するとニギハヤヒの命が馳せ参じてカムヤマトイワレビコに申上げるには「天津神の御子が地に降りられたと耳にして、あとを追ってまいりました」、そして天津神の子孫のしるしである宝物をカムヤマトイワレビコに奉って仕えることとなった。このニギハヤヒの命がトミビコの妹、トミヤビメと結婚して生んだ子が、ウマシマヂの命である。(これは物部の連(モノベノムラジ)、穗積の臣(ホヅミノオミ)、婇臣(ウネメノオミ)の祖である。)

このようにして荒ぶる神々を鎮め逆らう者どもを退けて、カムヤマトイワレビコの命は畝火(うねび)の白檮原(かしはら)の宮に居を定め天下を治めた。
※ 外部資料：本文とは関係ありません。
//! HTTP route handlers for the booking flow

use std::time::Instant;

use axum::{
    Form, Json, Router,
    extract::{State, rejection::FormRejection},
    http::{HeaderMap, StatusCode},
    response::{IntoResponse, Redirect, Response},
    routing::{get, post},
};
use metrics::{counter, histogram};
use serde::{Deserialize, Serialize};

use super::AppState;
use super::session_cookie::SessionContext;
use crate::flow::{FlowError, Step};

/// Error response for the flow API
#[derive(Debug, Serialize, Deserialize)]
pub struct FlowErrorResponse {
    pub error: String,
    pub code: String,
}

impl IntoResponse for FlowErrorResponse {
    fn into_response(self) -> Response {
        let status = match self.code.as_str() {
            "missing_field" | "invalid_form" => StatusCode::BAD_REQUEST,
            _ => StatusCode::INTERNAL_SERVER_ERROR,
        };
        (status, Json(self)).into_response()
    }
}

impl IntoResponse for FlowError {
    fn into_response(self) -> Response {
        let code = match &self {
            FlowError::StepNotReached { redirect_to, .. } => {
                return Redirect::to(redirect_to.path()).into_response();
            }
            FlowError::SessionExpired => {
                return Redirect::to(Step::SessionTimeout.path()).into_response();
            }
            FlowError::MissingField(_) => "missing_field",
            FlowError::InvalidForm(_) => "invalid_form",
            FlowError::SeatDraw(_) | FlowError::Store(_) => {
                tracing::error!("Flow request failed: {}", self);
                "internal"
            }
        };
        FlowErrorResponse {
            error: self.to_string(),
            code: code.to_string(),
        }
        .into_response()
    }
}

/// Form body for POST /search
#[derive(Debug, Default, Deserialize)]
pub struct SearchForm {
    pub origin: Option<String>,
}

/// Form body for POST /add_to_cart
#[derive(Debug, Deserialize)]
pub struct AddToCartForm {
    pub seat_id: Option<String>,
}

/// Form body for POST /verify_otp
#[derive(Debug, Deserialize)]
pub struct VerifyOtpForm {
    pub otp: Option<String>,
}

fn record_step(step: Step) {
    counter!("detour_flow_steps_total", "step" => step.as_str()).increment(1);
}

fn invalid_form(rejection: FormRejection) -> FlowError {
    FlowError::InvalidForm(rejection.body_text())
}

/// GET / - Reset the session and count the visit
pub async fn home(State(state): State<AppState>, headers: HeaderMap) -> Result<Response, FlowError> {
    record_step(Step::Home);
    let mut ctx = SessionContext::load_or_restart(&state, &headers).await?;
    let view = state.flow.enter(&mut ctx.record);
    ctx.save(&state, Json(view)).await
}

/// POST /search - Autocorrect the destination, slowly
pub async fn search(
    State(state): State<AppState>,
    headers: HeaderMap,
    form: Result<Form<SearchForm>, FormRejection>,
) -> Result<Response, FlowError> {
    record_step(Step::Search);
    // A missing or unreadable body just means the default origin
    let form = match form {
        Ok(Form(form)) => form,
        Err(e) => {
            tracing::debug!("Search without form body: {}", e);
            SearchForm::default()
        }
    };

    let ctx = SessionContext::load(&state, &headers).await?;
    let start = Instant::now();
    let view = state.flow.search(&ctx.record, form.origin.as_deref()).await;
    histogram!("detour_search_duration_seconds").record(start.elapsed());

    ctx.respond(&state, Json(view)).await
}

/// GET /seat_selection - A freshly drawn seat grid
pub async fn seat_selection(
    State(state): State<AppState>,
    headers: HeaderMap,
) -> Result<Response, FlowError> {
    record_step(Step::SeatSelection);
    let ctx = SessionContext::load(&state, &headers).await?;
    let view = state.flow.list_seats(&mut rand::rng())?;
    ctx.respond(&state, Json(view)).await
}

/// POST /add_to_cart - Select a seat and price it
pub async fn add_to_cart(
    State(state): State<AppState>,
    headers: HeaderMap,
    form: Result<Form<AddToCartForm>, FormRejection>,
) -> Result<Response, FlowError> {
    record_step(Step::AddToCart);
    let Form(form) = form.map_err(invalid_form)?;
    let seat_id = form.seat_id.ok_or(FlowError::MissingField("seat_id"))?;

    let mut ctx = SessionContext::load(&state, &headers).await?;
    let next = state
        .flow
        .add_to_cart(&mut ctx.record, seat_id, &mut rand::rng());
    ctx.save(&state, Redirect::to(next.path())).await
}

/// GET /cart - Selected seat and its fees
pub async fn cart(State(state): State<AppState>, headers: HeaderMap) -> Result<Response, FlowError> {
    record_step(Step::Cart);
    let ctx = SessionContext::load(&state, &headers).await?;
    let view = state.flow.view_cart(&ctx.record)?;
    ctx.respond(&state, Json(view)).await
}

/// GET /payment - Start (or retry) payment
pub async fn payment(
    State(state): State<AppState>,
    headers: HeaderMap,
) -> Result<Response, FlowError> {
    record_step(Step::Payment);
    let mut ctx = SessionContext::load(&state, &headers).await?;
    let view = state.flow.enter_payment(&mut ctx.record)?;
    ctx.save(&state, Json(view)).await
}

/// POST /verify_otp - Count an attempt and route to the error page or confirmation
pub async fn verify_otp(
    State(state): State<AppState>,
    headers: HeaderMap,
    form: Result<Form<VerifyOtpForm>, FormRejection>,
) -> Result<Response, FlowError> {
    record_step(Step::VerifyOtp);
    let Form(form) = form.map_err(invalid_form)?;
    let otp = form.otp.ok_or(FlowError::MissingField("otp"))?;

    let mut ctx = SessionContext::load(&state, &headers).await?;
    let outcome = state
        .flow
        .verify_otp(&mut ctx.record, &otp, &mut rand::rng())?;
    ctx.save(&state, Redirect::to(outcome.next_step().path()))
        .await
}

/// GET /payment_error - Why the last attempt failed
pub async fn payment_error(
    State(state): State<AppState>,
    headers: HeaderMap,
) -> Result<Response, FlowError> {
    record_step(Step::PaymentError);
    let ctx = SessionContext::load(&state, &headers).await?;
    let view = state.flow.show_payment_error(&ctx.record)?;
    ctx.respond(&state, Json(view)).await
}

/// GET /confirmation - Booking token, or back to the homepage
pub async fn confirmation(
    State(state): State<AppState>,
    headers: HeaderMap,
) -> Result<Response, FlowError> {
    record_step(Step::Confirmation);
    let mut ctx = SessionContext::load(&state, &headers).await?;
    let view = state.flow.confirm(&mut ctx.record, &mut rand::rng())?;
    ctx.save(&state, Json(view)).await
}

/// GET /session_timeout - Static notice, no session involved
pub async fn session_timeout(State(state): State<AppState>) -> impl IntoResponse {
    record_step(Step::SessionTimeout);
    Json(state.flow.session_timeout())
}

/// Build booking flow routes
pub fn flow_routes() -> Router<AppState> {
    Router::new()
        .route("/", get(home))
        .route("/search", post(search))
        .route("/seat_selection", get(seat_selection))
        .route("/add_to_cart", post(add_to_cart))
        .route("/cart", get(cart))
        .route("/payment", get(payment))
        .route("/verify_otp", post(verify_otp))
        .route("/payment_error", get(payment_error))
        .route("/confirmation", get(confirmation))
        .route("/session_timeout", get(session_timeout))
}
(コメント) 神武天皇というのは後世の諡(おくり名)で、淡海三船(おうみのみふね)が神武天皇から光仁天皇までの漢風諡号を選定したといわれている。

戦いの記述が和歌であるというのもいかにも日本的ですが、東征はかなりの苦戦の連続、大事業であったと推察されます。